(Stored data)
§
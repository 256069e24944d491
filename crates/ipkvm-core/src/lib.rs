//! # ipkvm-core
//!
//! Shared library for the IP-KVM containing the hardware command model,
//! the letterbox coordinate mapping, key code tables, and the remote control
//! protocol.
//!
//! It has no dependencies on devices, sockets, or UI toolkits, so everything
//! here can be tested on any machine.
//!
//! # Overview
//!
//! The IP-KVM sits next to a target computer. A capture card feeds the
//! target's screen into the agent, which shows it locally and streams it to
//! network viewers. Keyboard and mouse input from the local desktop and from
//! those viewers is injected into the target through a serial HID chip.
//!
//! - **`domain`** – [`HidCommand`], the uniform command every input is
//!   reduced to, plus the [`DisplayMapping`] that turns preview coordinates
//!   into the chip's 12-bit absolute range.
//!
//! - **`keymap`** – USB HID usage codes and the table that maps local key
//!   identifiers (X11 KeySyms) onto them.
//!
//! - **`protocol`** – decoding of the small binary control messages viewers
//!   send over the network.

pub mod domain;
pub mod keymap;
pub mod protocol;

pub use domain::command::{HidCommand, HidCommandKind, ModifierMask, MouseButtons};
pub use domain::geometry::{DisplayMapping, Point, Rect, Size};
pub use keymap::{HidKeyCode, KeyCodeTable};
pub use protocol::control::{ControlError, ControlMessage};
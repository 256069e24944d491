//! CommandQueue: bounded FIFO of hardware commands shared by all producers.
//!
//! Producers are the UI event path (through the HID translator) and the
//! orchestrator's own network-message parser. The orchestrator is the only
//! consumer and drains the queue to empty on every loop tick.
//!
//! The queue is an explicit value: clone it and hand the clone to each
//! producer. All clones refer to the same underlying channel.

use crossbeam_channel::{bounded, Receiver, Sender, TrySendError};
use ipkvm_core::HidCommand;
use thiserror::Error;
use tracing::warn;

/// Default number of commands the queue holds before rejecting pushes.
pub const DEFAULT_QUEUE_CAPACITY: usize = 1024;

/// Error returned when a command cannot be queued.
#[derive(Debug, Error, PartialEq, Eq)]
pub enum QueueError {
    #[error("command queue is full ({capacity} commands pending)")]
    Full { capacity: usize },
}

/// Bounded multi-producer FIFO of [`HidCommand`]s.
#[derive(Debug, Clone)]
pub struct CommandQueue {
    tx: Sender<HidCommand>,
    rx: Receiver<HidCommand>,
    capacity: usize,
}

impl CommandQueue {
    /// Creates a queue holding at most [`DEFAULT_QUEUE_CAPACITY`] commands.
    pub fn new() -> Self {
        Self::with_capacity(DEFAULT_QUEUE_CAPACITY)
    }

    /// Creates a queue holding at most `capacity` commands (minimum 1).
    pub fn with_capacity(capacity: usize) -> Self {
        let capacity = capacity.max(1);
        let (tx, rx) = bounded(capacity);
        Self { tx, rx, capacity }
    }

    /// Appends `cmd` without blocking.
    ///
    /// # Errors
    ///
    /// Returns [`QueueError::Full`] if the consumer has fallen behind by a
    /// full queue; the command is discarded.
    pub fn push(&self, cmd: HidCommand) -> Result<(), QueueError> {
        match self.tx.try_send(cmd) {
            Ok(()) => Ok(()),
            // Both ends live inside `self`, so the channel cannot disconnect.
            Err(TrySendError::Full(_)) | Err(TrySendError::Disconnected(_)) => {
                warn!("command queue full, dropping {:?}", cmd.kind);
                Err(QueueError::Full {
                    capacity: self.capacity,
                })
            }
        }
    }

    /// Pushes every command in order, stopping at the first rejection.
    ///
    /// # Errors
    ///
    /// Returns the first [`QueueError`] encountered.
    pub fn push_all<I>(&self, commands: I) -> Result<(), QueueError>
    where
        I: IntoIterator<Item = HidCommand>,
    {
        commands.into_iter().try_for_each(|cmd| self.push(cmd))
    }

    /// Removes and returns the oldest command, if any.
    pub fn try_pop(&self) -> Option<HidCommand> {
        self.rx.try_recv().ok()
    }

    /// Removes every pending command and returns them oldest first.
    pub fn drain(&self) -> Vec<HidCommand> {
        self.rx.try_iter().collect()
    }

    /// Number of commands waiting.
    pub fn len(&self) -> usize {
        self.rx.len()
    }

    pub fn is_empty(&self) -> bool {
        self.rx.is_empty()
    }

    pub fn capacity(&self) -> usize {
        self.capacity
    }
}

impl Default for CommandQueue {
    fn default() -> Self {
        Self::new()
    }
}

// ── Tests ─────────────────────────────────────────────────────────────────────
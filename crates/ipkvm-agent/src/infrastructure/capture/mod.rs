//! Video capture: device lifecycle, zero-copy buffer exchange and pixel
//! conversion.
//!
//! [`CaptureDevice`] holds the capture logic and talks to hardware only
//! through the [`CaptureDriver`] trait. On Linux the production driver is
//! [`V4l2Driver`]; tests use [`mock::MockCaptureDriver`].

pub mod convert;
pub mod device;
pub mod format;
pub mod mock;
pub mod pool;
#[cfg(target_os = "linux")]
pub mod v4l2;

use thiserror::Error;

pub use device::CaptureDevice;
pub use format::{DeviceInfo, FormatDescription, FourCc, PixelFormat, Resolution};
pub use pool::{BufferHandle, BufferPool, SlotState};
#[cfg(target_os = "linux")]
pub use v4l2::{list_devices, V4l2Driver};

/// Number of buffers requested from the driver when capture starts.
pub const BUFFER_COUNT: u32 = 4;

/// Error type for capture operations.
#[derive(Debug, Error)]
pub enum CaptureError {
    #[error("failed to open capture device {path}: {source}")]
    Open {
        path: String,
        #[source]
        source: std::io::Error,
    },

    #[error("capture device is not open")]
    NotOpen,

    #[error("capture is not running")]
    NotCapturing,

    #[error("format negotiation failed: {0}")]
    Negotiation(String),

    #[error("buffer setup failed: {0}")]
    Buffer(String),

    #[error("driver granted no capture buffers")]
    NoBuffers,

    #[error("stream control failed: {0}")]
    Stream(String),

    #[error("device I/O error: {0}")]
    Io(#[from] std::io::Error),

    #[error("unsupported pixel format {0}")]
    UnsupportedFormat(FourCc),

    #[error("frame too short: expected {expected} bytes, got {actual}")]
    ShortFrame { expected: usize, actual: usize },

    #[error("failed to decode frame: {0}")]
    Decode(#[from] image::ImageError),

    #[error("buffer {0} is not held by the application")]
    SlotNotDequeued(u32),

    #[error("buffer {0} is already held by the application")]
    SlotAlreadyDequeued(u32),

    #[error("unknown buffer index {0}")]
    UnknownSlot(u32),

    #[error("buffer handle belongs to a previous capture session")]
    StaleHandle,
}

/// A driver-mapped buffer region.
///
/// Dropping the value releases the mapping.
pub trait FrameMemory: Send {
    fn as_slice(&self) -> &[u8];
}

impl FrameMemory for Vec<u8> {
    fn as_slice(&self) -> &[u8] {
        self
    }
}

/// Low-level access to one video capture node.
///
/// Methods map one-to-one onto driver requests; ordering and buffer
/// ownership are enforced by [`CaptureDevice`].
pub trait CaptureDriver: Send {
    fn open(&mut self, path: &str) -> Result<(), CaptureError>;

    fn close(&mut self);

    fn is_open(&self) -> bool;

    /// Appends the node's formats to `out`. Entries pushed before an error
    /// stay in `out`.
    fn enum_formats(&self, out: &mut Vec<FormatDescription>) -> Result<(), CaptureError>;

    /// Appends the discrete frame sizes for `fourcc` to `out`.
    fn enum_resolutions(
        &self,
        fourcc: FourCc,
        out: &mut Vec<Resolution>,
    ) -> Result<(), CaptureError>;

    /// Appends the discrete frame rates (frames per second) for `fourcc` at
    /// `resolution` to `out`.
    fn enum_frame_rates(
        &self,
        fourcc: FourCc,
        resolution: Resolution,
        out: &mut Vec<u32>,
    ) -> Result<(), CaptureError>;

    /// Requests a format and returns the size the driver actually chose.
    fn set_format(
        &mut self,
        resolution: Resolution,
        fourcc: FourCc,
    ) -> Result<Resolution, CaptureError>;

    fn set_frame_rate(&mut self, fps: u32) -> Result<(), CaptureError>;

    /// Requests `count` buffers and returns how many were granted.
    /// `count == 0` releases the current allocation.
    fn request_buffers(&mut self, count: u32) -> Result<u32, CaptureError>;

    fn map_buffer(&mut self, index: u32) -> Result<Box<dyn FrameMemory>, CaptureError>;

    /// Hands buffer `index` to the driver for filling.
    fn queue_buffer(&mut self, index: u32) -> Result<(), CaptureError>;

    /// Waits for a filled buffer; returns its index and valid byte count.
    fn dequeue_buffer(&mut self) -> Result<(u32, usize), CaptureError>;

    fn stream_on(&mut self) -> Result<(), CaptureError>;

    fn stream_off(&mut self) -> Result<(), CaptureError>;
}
§
◆ Instructions to follow: Pull out all lines of the data with the string "them".

◆ Finished task:
//!   identifiers (X11 KeySyms) onto them.
    /// Removes every pending command and returns them oldest first.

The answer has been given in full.